Originally released in South Korea in 2006, Righteous Ties is an odd blend of prison movie and comedy. Heart-rending betrayals are set against gangster parody. Goofy characters intermingle with the depressed. Brutal violence intermingles with light humor. And while this mix manages to subvert cliches, it also keeps the viewer at a distance.
At the start, right hand man Chi Sung (Jae-Yeong Jeong) carries out a job that gets him caught by the police, and thanks to loyalty to the gang he refuses to reveal the man who gave him the order. Once in prison, he falls in with a strange crew led by Soon Tal (Seung-Yong Ryoo), a gangster who was once Chi Sung’s friend and was supposed to have been executed. This strange crew shares a cell and Chi Sung gets a feel for what it will be like on the inside.
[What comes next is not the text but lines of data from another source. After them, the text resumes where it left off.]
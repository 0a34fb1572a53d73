//! Configuration schema types for `plotbridge.toml`
//!
//! Defines the structure, defaults, and validation rules for the bridge
//! configuration.

use serde::{Deserialize, Serialize};
use std::time::Duration;

/// Default address of the chart-rendering service.
pub const DEFAULT_BASE_URL: &str = "http://localhost:8000";

/// Log output format
#[derive(Debug, Clone, Copy, PartialEq, Eq, Default, Serialize, Deserialize, clap::ValueEnum)]
#[serde(rename_all = "lowercase")]
pub enum LogFormat {
    /// Human-readable output
    #[default]
    Pretty,
    /// One JSON object per line
    Json,
    /// Compact single-line format
    Compact,
}

/// Where the rendering service lives
#[derive(Debug, Clone, PartialEq, Serialize, Deserialize)]
pub struct ServiceConfig {
    /// Base URL; `/plot` and `/` are resolved against it
    #[serde(default = "default_base_url")]
    pub base_url: String,
}

fn default_base_url() -> String {
    DEFAULT_BASE_URL.to_string()
}

impl Default for ServiceConfig {
    fn default() -> Self {
        Self { base_url: default_base_url() }
    }
}

/// Per-request timeouts, in seconds
#[derive(Debug, Clone, PartialEq, Serialize, Deserialize)]
pub struct TimeoutsConfig {
    #[serde(default = "default_plot_secs")]
    pub plot_secs: u64,
    #[serde(default = "default_status_secs")]
    pub status_secs: u64,
}

fn default_plot_secs() -> u64 {
    30
}

fn default_status_secs() -> u64 {
    5
}

impl Default for TimeoutsConfig {
    fn default() -> Self {
        Self { plot_secs: default_plot_secs(), status_secs: default_status_secs() }
    }
}

impl TimeoutsConfig {
    pub fn plot(&self) -> Duration {
        Duration::from_secs(self.plot_secs)
    }

    pub fn status(&self) -> Duration {
        Duration::from_secs(self.status_secs)
    }
}

/// Logging configuration
#[derive(Debug, Clone, PartialEq, Serialize, Deserialize)]
pub struct LoggingConfig {
    /// Default filter directive; `RUST_LOG` takes precedence
    #[serde(default = "default_level")]
    pub level: String,
    #[serde(default)]
    pub format: LogFormat,
}

fn default_level() -> String {
    "info".to_string()
}

impl Default for LoggingConfig {
    fn default() -> Self {
        Self { level: default_level(), format: LogFormat::default() }
    }
}

/// Root of `plotbridge.toml`
#[derive(Debug, Clone, PartialEq, Default, Serialize, Deserialize)]
pub struct PlotBridgeConfig {
    #[serde(default)]
    pub service: ServiceConfig,
    #[serde(default)]
    pub timeouts: TimeoutsConfig,
    #[serde(default)]
    pub logging: LoggingConfig,
}

/// A single configuration problem
#[derive(Debug, Clone, PartialEq)]
pub struct ConfigValidationError {
    /// Path to the invalid field (e.g., "timeouts.plot_secs")
    pub field: String,
    pub message: String,
}

impl std::fmt::Display for ConfigValidationError {
    fn fmt(&self, f: &mut std::fmt::Formatter<'_>) -> std::fmt::Result {
        write!(f, "plotbridge.toml: '{}' {}", self.field, self.message)
    }
}

impl PlotBridgeConfig {
    /// Validate the configuration and return any errors
    pub fn validate(&self) -> Vec<ConfigValidationError> {
        let mut errors = Vec::new();

        match reqwest::Url::parse(&self.service.base_url) {
            Ok(url) if matches!(url.scheme(), "http" | "https") => {}
            Ok(url) => errors.push(ConfigValidationError {
                field: "service.base_url".to_string(),
                message: format!("must use http or https (got '{}')", url.scheme()),
            }),
            Err(e) => errors.push(ConfigValidationError {
                field: "service.base_url".to_string(),
                message: format!("is not a valid URL: {}", e),
            }),
        }

        if self.timeouts.plot_secs == 0 {
            errors.push(ConfigValidationError {
                field: "timeouts.plot_secs".to_string(),
                message: "must be a positive integer".to_string(),
            });
        }

        if self.timeouts.status_secs == 0 {
            errors.push(ConfigValidationError {
                field: "timeouts.status_secs".to_string(),
                message: "must be a positive integer".to_string(),
            });
        }

        errors
    }

    /// Check if validation passed
    pub fn is_valid(&self) -> bool {
        self.validate().is_empty()
    }
}
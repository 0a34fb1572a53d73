//! MCP tool definitions for PlotBridge
//!
//! Each tool is a thin wrapper over a [`Marshaler`](crate::marshal::Marshaler)
//! operation; this module turns its [`ChartResult`] into MCP content.

pub mod generate_chart;
pub mod status;

use base64::Engine;
use rmcp::model::{CallToolResult, Content};

use crate::marshal::ChartResult;

/// Convert a marshaler result into the tool-call response.
///
/// Images are returned as a caption followed by the base64 image content.
/// Failure messages set `is_error` so the caller can tell them apart from
/// status reports.
pub fn to_call_tool_result(result: ChartResult) -> CallToolResult {
    match result {
        ChartResult::Image { data, mime_type, caption } => {
            let encoded = base64::engine::general_purpose::STANDARD.encode(&data);
            CallToolResult::success(vec![
                Content::text(caption),
                Content::image(encoded, mime_type),
            ])
        }
        ChartResult::Message { text, is_error: false } => {
            CallToolResult::success(vec![Content::text(text)])
        }
        ChartResult::Message { text, is_error: true } => {
            CallToolResult::error(vec![Content::text(text)])
        }
    }
}
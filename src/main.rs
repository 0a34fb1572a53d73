//! PlotBridge - Command-line tool and MCP server for an HTTP chart-rendering service

use std::process::ExitCode;

use plotbridge::cli;

fn main() -> ExitCode {
    cli::run()
}
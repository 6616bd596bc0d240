//! View derivation
//!
//! Pure functions that turn the task collection into what the list and the
//! stat cards display.

mod query;
mod stats;

pub use query::*;
pub use stats::TaskStats;
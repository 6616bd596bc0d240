//! Persistence gateway trait
//!
//! Defines the interface every durable task backend implements.

use async_trait::async_trait;

use super::model::{Task, TaskDraft, TaskPatch};
use crate::Result;

/// Durable storage for task records
///
/// `list` makes no ordering promise; callers sort explicitly.
#[async_trait]
pub trait TaskGateway: Send + Sync {
    /// Get all tasks
    async fn list(&self) -> Result<Vec<Task>>;

    /// Insert a draft, returning the stored record with its id and timestamps
    async fn insert(&self, draft: TaskDraft) -> Result<Task>;

    /// Insert several drafts in one write
    async fn insert_batch(&self, drafts: Vec<TaskDraft>) -> Result<Vec<Task>>;

    /// Apply a partial update to the task with the given id
    async fn update(&self, id: &str, patch: TaskPatch) -> Result<()>;

    /// Delete the task with the given id
    async fn delete(&self, id: &str) -> Result<()>;

    /// Short backend name for logs
    fn backend(&self) -> &'static str;
}
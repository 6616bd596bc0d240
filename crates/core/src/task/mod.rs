//! Task module
//!
//! Task records and the persistence gateways that store them.

mod file_store;
mod gateway;
mod memory_store;
mod model;
mod remote_store;

pub use file_store::{FileTaskGateway, STORAGE_KEY};
pub use gateway::TaskGateway;
pub use memory_store::MemoryTaskGateway;
pub use model::*;
pub use remote_store::{RemoteConfig, RemoteTaskGateway};
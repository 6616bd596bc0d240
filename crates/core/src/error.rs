//! Error types for the core library

use thiserror::Error;

#[derive(Error, Debug)]
pub enum Error {
    #[error("Validation error: {0}")]
    Validation(String),

    #[error("Store unavailable: {0}")]
    StoreUnavailable(String),

    #[error("Task not found: {0}")]
    NotFound(String),

    #[error("Task {0} already has a change in flight")]
    Busy(String),

    #[error("Seed import failed: {0}")]
    Seed(String),

    #[error("Configuration error: {0}")]
    Config(String),

    #[error("IO error: {0}")]
    Io(#[from] std::io::Error),

    #[error("Serialization error: {0}")]
    Serialization(#[from] serde_json::Error),
}

impl Error {
    /// Whether the UI can carry on after showing this error.
    ///
    /// Only a broken configuration stops the application from starting.
    pub fn is_recoverable(&self) -> bool {
        !matches!(self, Self::Config(_))
    }

    /// Whether the store should re-read the gateway to drop stale records
    pub fn requires_refresh(&self) -> bool {
        matches!(self, Self::NotFound(_))
    }
}
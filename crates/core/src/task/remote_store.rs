//! Remote table task gateway
//!
//! Talks to a PostgREST-style table endpoint (`/rest/v1/<table>`).

use async_trait::async_trait;
use reqwest::{Client, RequestBuilder, Response, StatusCode};
use serde::de::DeserializeOwned;
use std::time::Duration;
use tracing::{debug, info};

use super::gateway::TaskGateway;
use super::model::{Task, TaskDraft, TaskPatch};
use crate::{Error, Result};

/// Connection settings for the remote table
#[derive(Debug, Clone)]
pub struct RemoteConfig {
    /// Project URL, e.g. `https://xyz.supabase.co`
    pub base_url: String,
    /// Anonymous API key, sent as `apikey` and bearer token
    pub api_key: String,
    pub table: String,
    pub timeout: Duration,
}

impl RemoteConfig {
    pub fn new(base_url: impl Into<String>, api_key: impl Into<String>) -> Self {
        Self {
            base_url: base_url.into(),
            api_key: api_key.into(),
            table: "tasks".to_string(),
            timeout: Duration::from_secs(10),
        }
    }

    pub fn with_table(mut self, table: impl Into<String>) -> Self {
        self.table = table.into();
        self
    }

    pub fn with_timeout(mut self, timeout: Duration) -> Self {
        self.timeout = timeout;
        self
    }

    fn table_url(&self) -> String {
        format!(
            "{}/rest/v1/{}",
            self.base_url.trim_end_matches('/'),
            self.table
        )
    }
}

pub struct RemoteTaskGateway {
    client: Client,
    config: RemoteConfig,
}

impl RemoteTaskGateway {
    pub fn new(config: RemoteConfig) -> Result<Self> {
        let client = Client::builder()
            .timeout(config.timeout)
            .build()
            .map_err(|e| Error::Config(format!("Failed to build HTTP client: {}", e)))?;
        info!("Remote task gateway at {}", config.table_url());
        Ok(Self { client, config })
    }

    fn authorized(&self, request: RequestBuilder) -> RequestBuilder {
        request
            .header("apikey", &self.config.api_key)
            .bearer_auth(&self.config.api_key)
    }

    fn row_url(&self, id: &str) -> String {
        format!(
            "{}?id=eq.{}",
            self.config.table_url(),
            urlencoding::encode(id)
        )
    }

    /// Send a request and decode the returned rows
    async fn rows<T: DeserializeOwned>(&self, request: RequestBuilder) -> Result<Vec<T>> {
        let response = self
            .authorized(request)
            .header("Prefer", "return=representation")
            .send()
            .await
            .map_err(|e| Error::StoreUnavailable(format!("Request failed: {}", e)))?;

        let response = check_status(response).await?;
        response
            .json::<Vec<T>>()
            .await
            .map_err(|e| Error::StoreUnavailable(format!("Malformed response: {}", e)))
    }

    async fn insert_rows(&self, drafts: Vec<TaskDraft>) -> Result<Vec<Task>> {
        let request = self.client.post(self.config.table_url()).json(&drafts);
        let created: Vec<Task> = self.rows(request).await?;
        if created.len() != drafts.len() {
            return Err(Error::StoreUnavailable(format!(
                "Expected {} inserted rows, got {}",
                drafts.len(),
                created.len()
            )));
        }
        Ok(created)
    }
}

async fn check_status(response: Response) -> Result<Response> {
    let status = response.status();
    if status.is_success() {
        return Ok(response);
    }

    let body = response.text().await.unwrap_or_default();
    match status {
        StatusCode::BAD_REQUEST | StatusCode::UNPROCESSABLE_ENTITY => Err(Error::Validation(
            format!("Remote store rejected the write ({}): {}", status, body),
        )),
        _ => Err(Error::StoreUnavailable(format!(
            "Remote store returned {}: {}",
            status, body
        ))),
    }
}

#[async_trait]
impl TaskGateway for RemoteTaskGateway {
    async fn list(&self) -> Result<Vec<Task>> {
        let request = self
            .client
            .get(self.config.table_url())
            .query(&[("select", "*"), ("order", "created_at.desc")]);
        let tasks = self.rows(request).await?;
        debug!("Fetched {} remote tasks", tasks.len());
        Ok(tasks)
    }

    async fn insert(&self, draft: TaskDraft) -> Result<Task> {
        let draft = draft.validated()?;
        let mut created = self.insert_rows(vec![draft]).await?;
        created
            .pop()
            .ok_or_else(|| Error::StoreUnavailable("Insert returned no row".to_string()))
    }

    async fn insert_batch(&self, drafts: Vec<TaskDraft>) -> Result<Vec<Task>> {
        if drafts.is_empty() {
            return Ok(Vec::new());
        }
        let drafts = drafts
            .into_iter()
            .map(TaskDraft::validated)
            .collect::<Result<Vec<_>>>()?;
        self.insert_rows(drafts).await
    }

    async fn update(&self, id: &str, patch: TaskPatch) -> Result<()> {
        let patch = patch.validated()?;
        let request = self.client.patch(self.row_url(id)).json(&patch);
        let touched: Vec<Task> = self.rows(request).await?;
        if touched.is_empty() {
            return Err(Error::NotFound(id.to_string()));
        }
        Ok(())
    }

    async fn delete(&self, id: &str) -> Result<()> {
        let request = self.client.delete(self.row_url(id));
        let removed: Vec<Task> = self.rows(request).await?;
        if removed.is_empty() {
            return Err(Error::NotFound(id.to_string()));
        }
        Ok(())
    }

    fn backend(&self) -> &'static str {
        "remote"
    }
}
As good as things seems to be going, they are about to get real bad for Chi Sung, as his boss – whom he’s shown nothing but loyalty – decides to have Chi Sung offed as a deal point with another gangster. Enraged by this, Chi Sung vows to escape and have his revenge. Soon Tal is down with that, too. But first they’ll have to go through Ju Joong (Jun-Ho Jeong), who is the boss’ new right hand man and also an old friend.
Righteous Ties is a fairly standard crime story, though the sometimes light tone sets it apart from the rest. Director Jang Jin will interrupt a build up to revenge with a gaggle of school girls crossing the road. It works in undercutting what would normally be a glamorization of machismo and/or the gangster lifestyle of violence and power. But it also doesn’t work in the sense that by undercutting these moments, it’s hard to take any of it seriously. Should we feel bad at all when Chi Sung is betrayed by the man he dedicated his entire life to? My guess would be yes, but then is the movie laughing at me for feeling this way?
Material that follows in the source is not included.